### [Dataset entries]
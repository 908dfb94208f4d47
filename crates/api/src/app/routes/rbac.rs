//! RBAC audit endpoints for transparent authorization debugging.
//!
//! These endpoints provide visibility into authorization decisions, roles,
//! and permissions to help debug "Why was this request denied?" questions.

use std::sync::Arc;

use axum::{
    extract::{Extension, Path, Query},
    http::StatusCode,
    response::IntoResponse,
    routing::get,
    Json, Router,
};
use serde::Deserialize;

use forgeerp_auth::{
    admin, explain_authorization, Permission, Principal, RbacRegistry, TenantMembership,
};
use forgeerp_infra::projections::{default_role_permissions, UserReadModel};

use crate::app::{errors, services::AppServices};
use crate::app::routes::common::CmdAuth;
use crate::authz;
use crate::context::{PrincipalContext, TenantContext};

// ─────────────────────────────────────────────────────────────────────────────
// Query Parameters
// ─────────────────────────────────────────────────────────────────────────────

#[derive(Debug, Deserialize)]
pub struct ExplainAuthzQuery {
    pub permission: String,
    pub user_id: Option<String>,
}

// ─────────────────────────────────────────────────────────────────────────────
// Router
// ─────────────────────────────────────────────────────────────────────────────

pub fn router() -> Router {
    Router::new()
        .route("/roles", get(list_roles))
        .route("/roles/:name", get(get_role))
        .route("/permissions", get(list_permissions))
        .route("/permissions/:name", get(get_permission))
        .route("/explain", get(explain_authorization_decision))
        .route("/explain/:user_id", get(explain_user_authorization))
}

// ─────────────────────────────────────────────────────────────────────────────
// Handlers
// ─────────────────────────────────────────────────────────────────────────────

/// GET /admin/rbac/roles - List all available roles and their permissions
pub async fn list_roles(
    Extension(services): Extension<Arc<AppServices>>,
    Extension(tenant): Extension<TenantContext>,
    Extension(principal): Extension<PrincipalContext>,
) -> axum::response::Response {
    // Check permission (admin users can inspect roles)
    let cmd_auth = CmdAuth::<()> {
        inner: (),
        required: vec![admin::USER_READ.clone()],
    };
    if let Err(e) = crate::authz::authorize_command(&tenant, &principal, &cmd_auth) {
        return errors::json_error(StatusCode::FORBIDDEN, "forbidden", e.to_string());
    }

    let registry = RbacRegistry::from_role_mapping(default_role_permissions);
    let roles: Vec<_> = registry.roles.values().cloned().collect();

    (StatusCode::OK, Json(serde_json::json!({ "roles": roles }))).into_response()
}

/// GET /admin/rbac/roles/:name - Get details about a specific role
pub async fn get_role(
    Extension(services): Extension<Arc<AppServices>>,
    Extension(tenant): Extension<TenantContext>,
    Extension(principal): Extension<PrincipalContext>,
    Path(name): Path<String>,
) -> axum::response::Response {
    // Check permission
    let cmd_auth = CmdAuth::<()> {
        inner: (),
        required: vec![admin::USER_READ.clone()],
    };
    if let Err(e) = crate::authz::authorize_command(&tenant, &principal, &cmd_auth) {
        return errors::json_error(StatusCode::FORBIDDEN, "forbidden", e.to_string());
    }

    let registry = RbacRegistry::from_role_mapping(default_role_permissions);
    match registry.roles.get(&name) {
        Some(role) => (StatusCode::OK, Json(serde_json::json!({ "role": role }))).into_response(),
        None => errors::json_error(StatusCode::NOT_FOUND, "not_found", "role not found"),
    }
}

/// GET /admin/rbac/permissions - List all available permissions
pub async fn list_permissions(
    Extension(services): Extension<Arc<AppServices>>,
    Extension(tenant): Extension<TenantContext>,
    Extension(principal): Extension<PrincipalContext>,
) -> axum::response::Response {
    // Check permission
    let cmd_auth = CmdAuth::<()> {
        inner: (),
        required: vec![admin::USER_READ.clone()],
    };
    if let Err(e) = crate::authz::authorize_command(&tenant, &principal, &cmd_auth) {
        return errors::json_error(StatusCode::FORBIDDEN, "forbidden", e.to_string());
    }

    let registry = RbacRegistry::from_role_mapping(default_role_permissions);
    let permissions: Vec<_> = registry.permissions.values().cloned().collect();

    (StatusCode::OK, Json(serde_json::json!({ "permissions": permissions }))).into_response()
}

/// GET /admin/rbac/permissions/:name - Get details about a specific permission
pub async fn get_permission(
    Extension(services): Extension<Arc<AppServices>>,
    Extension(tenant): Extension<TenantContext>,
    Extension(principal): Extension<PrincipalContext>,
    Path(name): Path<String>,
) -> axum::response::Response {
    // Check permission
    let cmd_auth = CmdAuth::<()> {
        inner: (),
        required: vec![admin::USER_READ.clone()],
    };
    if let Err(e) = crate::authz::authorize_command(&tenant, &principal, &cmd_auth) {
        return errors::json_error(StatusCode::FORBIDDEN, "forbidden", e.to_string());
    }

    let registry = RbacRegistry::from_role_mapping(default_role_permissions);
    match registry.permissions.get(&name) {
        Some(perm) => {
            (StatusCode::OK, Json(serde_json::json!({ "permission": perm }))).into_response()
        }
        None => errors::json_error(StatusCode::NOT_FOUND, "not_found", "permission not found"),
    }
}

/// GET /admin/rbac/explain?permission=X - Explain why the current user can/cannot access a permission
pub async fn explain_authorization_decision(
    Extension(services): Extension<Arc<AppServices>>,
    Extension(tenant): Extension<TenantContext>,
    Extension(principal): Extension<PrincipalContext>,
    Query(query): Query<ExplainAuthzQuery>,
) -> axum::response::Response {
    // Allow any authenticated user to check their own permissions
    let required_perm = Permission::new(query.permission);

    // Build principal from current request context
    let membership = TenantMembership {
        tenant_id: tenant.tenant_id(),
        roles: principal.roles().to_vec(),
        permissions: authz::permissions_from_roles(principal.roles()),
    };

    let principal_obj = Principal {
        principal_id: principal.principal_id(),
        active_tenant_id: tenant.tenant_id(),
        membership,
    };

    let explanation = explain_authorization(&principal_obj, &required_perm, default_role_permissions);

    (StatusCode::OK, Json(serde_json::json!({ "explanation": explanation }))).into_response()
}

/// GET /admin/rbac/explain/:user_id?permission=X - Explain why a specific user can/cannot access a permission
pub async fn explain_user_authorization(
    Extension(services): Extension<Arc<AppServices>>,
    Extension(tenant): Extension<TenantContext>,
    Extension(principal): Extension<PrincipalContext>,
    Path(user_id_str): Path<String>,
    Query(query): Query<ExplainAuthzQuery>,
) -> axum::response::Response {
    // Check permission (admin only)
    let cmd_auth = CmdAuth::<()> {
        inner: (),
        required: vec![admin::USER_READ.clone()],
    };
    if let Err(e) = crate::authz::authorize_command(&tenant, &principal, &cmd_auth) {
        return errors::json_error(StatusCode::FORBIDDEN, "forbidden", e.to_string());
    }

    // Parse user ID
    let user_id = match user_id_str.parse::<uuid::Uuid>() {
        Ok(uuid) => forgeerp_auth::UserId::from_uuid(uuid),
        Err(_) => {
            return errors::json_error(StatusCode::BAD_REQUEST, "invalid_id", "invalid user id");
        }
    };

    // Get user read model
    let user = match services.users_get(tenant.tenant_id(), &user_id) {
        Some(u) => u,
        None => return errors::json_error(StatusCode::NOT_FOUND, "not_found", "user not found"),
    };

    // Get effective permissions for the user
    let effective = match services.users_effective_permissions(
        tenant.tenant_id(),
        &user_id,
        default_role_permissions,
    ) {
        Some(e) => e,
        None => return errors::json_error(StatusCode::NOT_FOUND, "not_found", "user not found"),
    };

    // Build principal from user's effective permissions
    let membership = TenantMembership {
        tenant_id: tenant.tenant_id(),
        roles: effective.roles.iter().map(|r| forgeerp_auth::Role::new(r.clone())).collect(),
        permissions: effective.permissions.iter().map(|p| Permission::new(p.clone())).collect(),
    };

    let principal_obj = Principal {
        principal_id: forgeerp_auth::PrincipalId::from_uuid(*user.user_id.as_uuid()),
        active_tenant_id: tenant.tenant_id(),
        membership,
    };

    let required_perm = Permission::new(query.permission);
    let explanation = explain_authorization(&principal_obj, &required_perm, default_role_permissions);

    (StatusCode::OK, Json(serde_json::json!({
        "user_id": user_id.to_string(),
        "user_email": user.email,
        "explanation": explanation,
    }))).into_response()
}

### [Exercise aim]
Which lines of the records contain "about"? Show each of them.

### [Expected answer]
/// GET /admin/rbac/roles/:name - Get details about a specific role
/// GET /admin/rbac/permissions/:name - Get details about a specific permission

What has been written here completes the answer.